What is truth, my friends, when there are so many competitors for it and deviations therein?

And that’s terrible, really, and not how it should be. Especially when our King, and Lord and Savior literally tells us that he came to this world to testify to the Truth. And to own the Truth because he is the Truth.

How can we follow him and praise him as his true disciples, if we ourselves are participating in this deception of half-truths, or worse, peddling outright lies like so much of the rest of the world?

Maybe this is why Jesus tells Pilate that he is not from this world; this world where the truth is sold out to the highest bidder and the lowest denominator.
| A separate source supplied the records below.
//! Window, event loop and the per-frame driver.
//!
//! Each redraw polls the background loader, turns input into commands, ticks
//! the [`Session`] and renders the scene followed by the HUD.

use std::sync::Arc;
use std::time::Instant;

use anyhow::Context;
use glam::Vec2;
use winit::application::ApplicationHandler;
use winit::event::{DeviceEvent, DeviceId, WindowEvent};
use winit::event_loop::{ActiveEventLoop, ControlFlow, EventLoop};
use winit::window::{CursorGrabMode, Window, WindowId};

use crate::assets::Assets;
use crate::command::SessionEvent;
use crate::config::ViewerConfig;
use crate::draw2d::{Draw2d, srgb_to_linear};
use crate::gpu::GpuContext;
use crate::hud::{Hud, Pointer};
use crate::input::{Input, InputContext};
use crate::loader::SceneLoader;
use crate::mesh_pass::{MeshPass, TextureUploader};
use crate::session::Session;

/// Longest step a single frame may take. Stalls (window drags, loading
/// hitches) would otherwise launch the player through walls.
const MAX_FRAME_DT: f32 = 0.1;

/// Open the window and run the walkthrough until it is closed.
///
/// Blocks on the event loop. Returns an error if the window or GPU could not
/// be set up.
pub fn run(config: ViewerConfig) -> anyhow::Result<()> {
    let event_loop = EventLoop::new().context("failed to create event loop")?;
    event_loop.set_control_flow(ControlFlow::Poll);

    let mut app = BatikApp::Pending { config };
    event_loop.run_app(&mut app).context("event loop failed")?;

    match app {
        BatikApp::Failed(err) => Err(err),
        _ => Ok(()),
    }
}

enum BatikApp {
    Pending { config: ViewerConfig },
    Running(Box<Viewer>),
    Failed(anyhow::Error),
}

impl ApplicationHandler for BatikApp {
    fn resumed(&mut self, event_loop: &ActiveEventLoop) {
        if let BatikApp::Pending { config } = self {
            *self = match Viewer::new(event_loop, config) {
                Ok(viewer) => {
                    viewer.window.request_redraw();
                    BatikApp::Running(Box::new(viewer))
                }
                Err(err) => {
                    log::error!("{:#}", err);
                    event_loop.exit();
                    BatikApp::Failed(err)
                }
            };
        }
    }

    fn window_event(&mut self, event_loop: &ActiveEventLoop, _id: WindowId, event: WindowEvent) {
        let BatikApp::Running(viewer) = self else {
            return;
        };

        viewer.input.handle_event(&event);

        match event {
            WindowEvent::CloseRequested => {
                log::info!("Window closed");
                event_loop.exit();
            }
            WindowEvent::Resized(size) => {
                viewer.gpu.resize(size.width, size.height);
            }
            WindowEvent::RedrawRequested => viewer.frame(),
            _ => {}
        }
    }

    fn device_event(&mut self, _event_loop: &ActiveEventLoop, _id: DeviceId, event: DeviceEvent) {
        if let BatikApp::Running(viewer) = self {
            viewer.input.handle_device_event(&event);
        }
    }
}

/// Everything that lives for as long as the window does.
struct Viewer {
    window: Arc<Window>,
    gpu: GpuContext,
    mesh_pass: MeshPass,
    draw2d: Draw2d,
    assets: Assets,
    hud: Hud,
    input: Input,
    session: Session,
    loader: SceneLoader,
    clear_color: wgpu::Color,
    last_frame: Instant,
}

impl Viewer {
    fn new(event_loop: &ActiveEventLoop, config: &ViewerConfig) -> anyhow::Result<Self> {
        let attrs = Window::default_attributes()
            .with_title(&config.window.title)
            .with_inner_size(winit::dpi::LogicalSize::new(config.window.width, config.window.height));
        let window = Arc::new(event_loop.create_window(attrs).context("failed to create window")?);

        let gpu = GpuContext::new(window.clone()).context("failed to initialise the GPU")?;
        let mesh_pass = MeshPass::new(&gpu);
        let mut draw2d = Draw2d::new(&gpu);
        let mut assets = Assets::new();
        let hud = Hud::new(&gpu, &mut assets, &mut draw2d, &config.scene.font, &config.canting.motifs);

        let loader = SceneLoader::spawn(config.scene.path.clone(), config.classification.clone());

        // Configured in sRGB, the surface wants linear
        let [r, g, b] = config.scene.clear_color.map(|c| srgb_to_linear(c) as f64);

        Ok(Self {
            window,
            gpu,
            mesh_pass,
            draw2d,
            assets,
            hud,
            input: Input::new(),
            session: Session::from_config(config),
            loader,
            clear_color: wgpu::Color { r, g, b, a: 1.0 },
            last_frame: Instant::now(),
        })
    }

    fn frame(&mut self) {
        let now = Instant::now();
        let dt = now.duration_since(self.last_frame).as_secs_f32().min(MAX_FRAME_DT);
        self.last_frame = now;

        self.poll_loader();

        let screen = Vec2::new(self.gpu.width() as f32, self.gpu.height() as f32);
        let ctx = InputContext {
            locked: self.session.is_locked(),
            canting_open: self.session.canting().is_open(),
        };
        let pointer = Pointer::from_input(&self.input);
        let mut commands = self.input.commands(ctx);
        commands.extend(self.hud.commands(pointer, screen, &self.session));
        for command in commands {
            self.session.push(command);
        }

        self.session.tick(
            dt,
            &mut TextureUploader {
                gpu: &self.gpu,
                pass: &mut self.mesh_pass,
            },
        );

        for event in self.session.take_events() {
            if let SessionEvent::LockChanged { locked } = event {
                self.grab_cursor(locked);
            }
            self.hud.handle_event(&event);
        }

        self.hud.update(dt);
        if let Some(canvas) = self.session.canting_mut().canvas_mut() {
            self.hud.sync_canvas(&self.gpu, &mut self.draw2d, canvas);
        }

        self.render(screen);

        self.input.begin_frame();
        self.window.request_redraw();
    }

    /// Hand a finished load to the renderer and the session.
    fn poll_loader(&mut self) {
        match self.loader.poll() {
            Some(Ok(asset)) => {
                self.mesh_pass.upload_scene(&self.gpu, &asset.geometry);
                self.session.publish_scene(asset.world);
            }
            Some(Err(err)) => self.session.scene_failed(err.to_string()),
            None => {}
        }
    }

    /// Capture or release the pointer to match the session's lock.
    fn grab_cursor(&self, locked: bool) {
        if locked {
            // Not every platform can lock; confining still keeps it in the window
            let grabbed = self
                .window
                .set_cursor_grab(CursorGrabMode::Locked)
                .or_else(|_| self.window.set_cursor_grab(CursorGrabMode::Confined));
            if let Err(err) = grabbed {
                log::warn!("Could not grab the cursor: {}", err);
            }
        } else if let Err(err) = self.window.set_cursor_grab(CursorGrabMode::None) {
            log::warn!("Could not release the cursor: {}", err);
        }
        self.window.set_cursor_visible(!locked);
    }

    fn render(&mut self, screen: Vec2) {
        let output = match self.gpu.surface.get_current_texture() {
            Ok(output) => output,
            Err(wgpu::SurfaceError::Lost | wgpu::SurfaceError::Outdated) => {
                self.gpu.reconfigure();
                return;
            }
            Err(err) => {
                log::warn!("Skipping frame: {}", err);
                return;
            }
        };
        let view = output.texture.create_view(&wgpu::TextureViewDescriptor::default());

        self.mesh_pass.ensure_depth_size(&self.gpu);
        self.draw2d.clear();
        self.hud.draw(&mut self.draw2d, &self.assets, screen, &self.session);

        let mut encoder = self.gpu.device.create_command_encoder(&wgpu::CommandEncoderDescriptor {
            label: Some("Frame Encoder"),
        });

        {
            let mut render_pass = encoder.begin_render_pass(&wgpu::RenderPassDescriptor {
                label: Some("Scene Pass"),
                color_attachments: &[Some(wgpu::RenderPassColorAttachment {
                    view: &view,
                    resolve_target: None,
                    ops: wgpu::Operations {
                        load: wgpu::LoadOp::Clear(self.clear_color),
                        store: wgpu::StoreOp::Store,
                    },
                    depth_slice: None,
                })],
                depth_stencil_attachment: Some(wgpu::RenderPassDepthStencilAttachment {
                    view: self.mesh_pass.depth_view(),
                    depth_ops: Some(wgpu::Operations {
                        load: wgpu::LoadOp::Clear(1.0),
                        store: wgpu::StoreOp::Store,
                    }),
                    stencil_ops: None,
                }),
                timestamp_writes: None,
                occlusion_query_set: None,
            });

            let camera = self.session.camera();
            self.mesh_pass
                .render(&self.gpu, &mut render_pass, &camera, self.session.scene());
        }

        {
            let mut render_pass = encoder.begin_render_pass(&wgpu::RenderPassDescriptor {
                label: Some("HUD Pass"),
                color_attachments: &[Some(wgpu::RenderPassColorAttachment {
                    view: &view,
                    resolve_target: None,
                    ops: wgpu::Operations {
                        load: wgpu::LoadOp::Load,
                        store: wgpu::StoreOp::Store,
                    },
                    depth_slice: None,
                })],
                depth_stencil_attachment: None,
                timestamp_writes: None,
                occlusion_query_set: None,
            });

            self.draw2d.render(&self.gpu, &mut render_pass);
        }

        self.gpu.queue.submit(std::iter::once(encoder.finish()));
        output.present();
    }
}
But that he’s from another world where the truth actually matters. Where the truth is supported and defended. And where what is true is all that there is, was, and will ever be.

Wouldn’t that be great? A world of truths…

Or would it?

George Costanza, one of the greatest characters ever conceived for television, gets into hot water when he tells his significant other the truth. The truth about her hair, her poetry, her accent and phrasing. …You don’t need to have seen this episode of Seinfeld to have guessed how poorly truth-telling went for him.

And yet, my friends, the truth, as inconvenient as it sometimes is, is precisely what we as Christ’s followers should be all about.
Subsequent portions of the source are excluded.